START EXTRACTED MATERIAL

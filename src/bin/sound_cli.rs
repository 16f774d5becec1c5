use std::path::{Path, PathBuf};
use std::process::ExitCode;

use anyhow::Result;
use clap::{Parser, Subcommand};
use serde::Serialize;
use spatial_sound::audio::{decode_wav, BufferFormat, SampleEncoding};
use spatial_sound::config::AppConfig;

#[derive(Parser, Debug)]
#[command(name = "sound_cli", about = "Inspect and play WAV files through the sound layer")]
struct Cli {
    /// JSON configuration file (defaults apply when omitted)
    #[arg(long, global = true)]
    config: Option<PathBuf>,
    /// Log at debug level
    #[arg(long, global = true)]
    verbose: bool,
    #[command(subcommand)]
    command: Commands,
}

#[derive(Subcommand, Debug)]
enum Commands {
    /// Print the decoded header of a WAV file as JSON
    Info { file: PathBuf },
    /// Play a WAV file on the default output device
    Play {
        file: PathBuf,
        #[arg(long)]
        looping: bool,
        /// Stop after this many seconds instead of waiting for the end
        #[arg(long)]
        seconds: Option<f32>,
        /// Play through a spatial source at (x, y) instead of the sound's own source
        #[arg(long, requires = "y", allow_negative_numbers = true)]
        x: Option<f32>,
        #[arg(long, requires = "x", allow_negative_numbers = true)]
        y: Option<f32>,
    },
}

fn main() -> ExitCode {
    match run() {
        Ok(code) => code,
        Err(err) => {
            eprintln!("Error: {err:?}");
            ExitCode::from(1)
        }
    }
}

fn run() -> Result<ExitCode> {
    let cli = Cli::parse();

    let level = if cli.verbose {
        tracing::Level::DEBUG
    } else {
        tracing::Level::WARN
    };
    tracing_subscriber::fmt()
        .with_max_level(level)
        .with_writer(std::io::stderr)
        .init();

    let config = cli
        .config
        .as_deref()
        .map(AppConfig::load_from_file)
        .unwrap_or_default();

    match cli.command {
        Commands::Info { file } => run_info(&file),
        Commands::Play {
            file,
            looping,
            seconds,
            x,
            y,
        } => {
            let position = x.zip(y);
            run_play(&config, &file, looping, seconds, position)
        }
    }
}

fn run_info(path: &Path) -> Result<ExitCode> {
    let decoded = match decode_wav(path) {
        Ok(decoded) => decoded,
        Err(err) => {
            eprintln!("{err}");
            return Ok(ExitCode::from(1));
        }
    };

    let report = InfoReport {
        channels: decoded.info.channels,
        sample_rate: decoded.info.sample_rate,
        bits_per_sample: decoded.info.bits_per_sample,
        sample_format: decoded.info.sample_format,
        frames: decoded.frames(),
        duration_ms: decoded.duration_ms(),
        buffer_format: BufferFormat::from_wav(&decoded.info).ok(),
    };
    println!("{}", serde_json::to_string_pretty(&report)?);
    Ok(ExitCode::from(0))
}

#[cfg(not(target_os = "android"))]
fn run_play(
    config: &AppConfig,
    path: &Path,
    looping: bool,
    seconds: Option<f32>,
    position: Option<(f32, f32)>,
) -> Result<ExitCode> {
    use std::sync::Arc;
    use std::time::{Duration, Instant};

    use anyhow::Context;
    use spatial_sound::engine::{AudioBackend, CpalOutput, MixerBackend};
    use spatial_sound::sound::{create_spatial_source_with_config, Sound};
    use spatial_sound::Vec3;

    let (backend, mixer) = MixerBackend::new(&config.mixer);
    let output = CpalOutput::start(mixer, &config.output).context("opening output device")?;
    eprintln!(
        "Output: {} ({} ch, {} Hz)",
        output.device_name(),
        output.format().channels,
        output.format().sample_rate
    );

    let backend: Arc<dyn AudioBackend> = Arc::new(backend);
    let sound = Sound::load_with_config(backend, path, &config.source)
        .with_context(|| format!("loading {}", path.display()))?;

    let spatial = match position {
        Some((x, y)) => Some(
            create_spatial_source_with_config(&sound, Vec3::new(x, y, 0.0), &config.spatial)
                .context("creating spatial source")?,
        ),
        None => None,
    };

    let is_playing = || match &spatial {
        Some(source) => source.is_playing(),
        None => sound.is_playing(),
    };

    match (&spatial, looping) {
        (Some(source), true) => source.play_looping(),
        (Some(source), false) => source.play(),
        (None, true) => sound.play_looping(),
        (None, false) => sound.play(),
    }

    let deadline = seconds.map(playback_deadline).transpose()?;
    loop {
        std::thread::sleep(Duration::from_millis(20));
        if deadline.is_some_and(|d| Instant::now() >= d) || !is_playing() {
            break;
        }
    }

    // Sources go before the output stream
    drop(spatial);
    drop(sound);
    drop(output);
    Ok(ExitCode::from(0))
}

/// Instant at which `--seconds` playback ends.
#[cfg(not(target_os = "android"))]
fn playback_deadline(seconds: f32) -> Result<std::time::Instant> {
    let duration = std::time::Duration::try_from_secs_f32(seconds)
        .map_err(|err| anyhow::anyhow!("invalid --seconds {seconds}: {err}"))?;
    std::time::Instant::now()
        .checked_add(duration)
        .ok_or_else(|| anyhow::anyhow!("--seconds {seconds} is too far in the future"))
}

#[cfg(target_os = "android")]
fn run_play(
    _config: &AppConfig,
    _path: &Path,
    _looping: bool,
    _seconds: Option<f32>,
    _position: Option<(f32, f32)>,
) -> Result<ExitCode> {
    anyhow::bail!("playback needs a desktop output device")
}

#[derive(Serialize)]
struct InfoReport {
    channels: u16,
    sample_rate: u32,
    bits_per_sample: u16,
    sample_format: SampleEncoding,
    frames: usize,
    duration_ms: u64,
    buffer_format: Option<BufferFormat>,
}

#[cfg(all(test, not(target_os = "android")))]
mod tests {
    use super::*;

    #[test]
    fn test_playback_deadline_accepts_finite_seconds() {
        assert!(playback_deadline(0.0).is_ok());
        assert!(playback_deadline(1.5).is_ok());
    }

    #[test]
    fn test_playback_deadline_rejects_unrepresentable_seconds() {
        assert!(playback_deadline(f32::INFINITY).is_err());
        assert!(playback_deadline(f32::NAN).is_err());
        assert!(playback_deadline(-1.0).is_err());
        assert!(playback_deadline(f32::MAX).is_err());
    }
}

END EXTRACTED MATERIAL

● PROBLEM TO SOLVE
Copy every line from the records above that contains the word "channels".

● RESULT FOR THIS EXERCISE
        channels: decoded.info.channels,
        output.format().channels,
    channels: u16,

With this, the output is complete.